Is it a double standard, to ask Americans to buy an overpriced product from a private company, make them criminals if they don't, while politicians from both parties get sweetheart deals from wall street. One of the few things I agree with OWS on.
But without an impossibly high penalty or health insurance prison, there will still be widespread non compliance. Even then, American's aren't easily bullied, even by big government.
Is it wrong to violate a law where the government criminalized non activity? Obama included the financing on millions of lawbreakers to help pay for the "Affordable Care Act."
Laws are only effective if they are enforced. The individual mandate in Obamacare should be renamed the individual suggestion, since there's no penalty compared to what the insured is "saving" once they enroll and get actual medical care. And it has yet to be determined if the mandate is even constitutional.
A couple final observations. There are many many people in the US that don't believe in insurance. 20% don't even have auto insurance. So the mandate will be an evil penalty because they don't want or need insurance. To each his own. But they won't be ahead from the mandate. Instead they'll have their credit damaged. Anyone think about what ruining the credit of 4 million Americans might do to real estate?

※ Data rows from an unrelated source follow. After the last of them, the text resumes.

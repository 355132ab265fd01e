use derive_more::Display;
use serde::{Deserialize, Serialize};

///
/// Cardinality
///

#[derive(Clone, Copy, Debug, Default, Deserialize, Display, Eq, PartialEq, Serialize)]
pub enum Cardinality {
    #[default]
    ToOne,
    ToMany,
}

///
/// RelationModel
///
/// Runtime metadata for one relationship of an entity.
///
/// `ignore` marks back-edges that only exist to satisfy the store's inverse
/// requirement and never arrive in payloads. `no_identity` marks targets
/// without a stable external id: they are reused from the field or created
/// fresh instead of being looked up by id.
///

#[derive(Clone, Debug, Eq, PartialEq)]
pub struct RelationModel {
    pub name: String,
    pub cardinality: Cardinality,
    /// Declared destination entity type (may be an abstract parent).
    pub destination: String,
    /// Name of the reciprocal relationship declared on `destination`.
    pub inverse: Option<String>,
    pub ignore: bool,
    pub no_identity: bool,
    pub external_name: Option<String>,
}

impl RelationModel {
    fn new(name: impl Into<String>, cardinality: Cardinality, destination: impl Into<String>) -> Self {
        Self {
            name: name.into(),
            cardinality,
            destination: destination.into(),
            inverse: None,
            ignore: false,
            no_identity: false,
            external_name: None,
        }
    }

    #[must_use]
    pub fn to_one(name: impl Into<String>, destination: impl Into<String>) -> Self {
        Self::new(name, Cardinality::ToOne, destination)
    }

    #[must_use]
    pub fn to_many(name: impl Into<String>, destination: impl Into<String>) -> Self {
        Self::new(name, Cardinality::ToMany, destination)
    }

    #[must_use]
    pub fn inverse(mut self, inverse: impl Into<String>) -> Self {
        self.inverse = Some(inverse.into());
        self
    }

    #[must_use]
    pub const fn ignored(mut self) -> Self {
        self.ignore = true;
        self
    }

    #[must_use]
    pub const fn without_identity(mut self) -> Self {
        self.no_identity = true;
        self
    }

    #[must_use]
    pub fn external_name(mut self, external_name: impl Into<String>) -> Self {
        self.external_name = Some(external_name.into());
        self
    }

    #[must_use]
    pub const fn is_to_many(&self) -> bool {
        matches!(self.cardinality, Cardinality::ToMany)
    }

    /// Record key this relationship is read from.
    #[must_use]
    pub fn record_key(&self) -> &str {
        self.external_name.as_deref().unwrap_or(&self.name)
    }

    /// True when `other` is the edge we would walk back along after
    /// descending through `self`.
    #[must_use]
    pub fn is_inverse_of(&self, other: &Self) -> bool {
        other.inverse.as_deref() == Some(self.name.as_str())
    }
}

Bad accidents or emergencies are all unplanned. There is simply no way to avoid at least one in your lifetime. And they can ruin you financially. Never say never. Horrible things happen in a fraction of a second. For Profit Hospitals may charge up to 700% more for the uninsured. The ER is typically where most uninsured (and many Medicaid participants) get their care.
Medical bills are the cause of over 50% of bankruptcies in the US. You can be sued, have a judgement against you, and have that judgement renewed every 10 years here in California. If you have your own business, it's harder to collect from you. If you are an hourly wage earner, it's fairly easy, unless you move from job to job.
The insuranceless and emergencies aside, it's still over a year until the guaranteed issue portion of Obamacare kicks in. Should you have coverage until then? If you can afford it, yes. Get rates at the top. Be well. And pray the Supreme court keeps the mandate. You can't argue with Christmas quality (for now) at a Hanukkah price!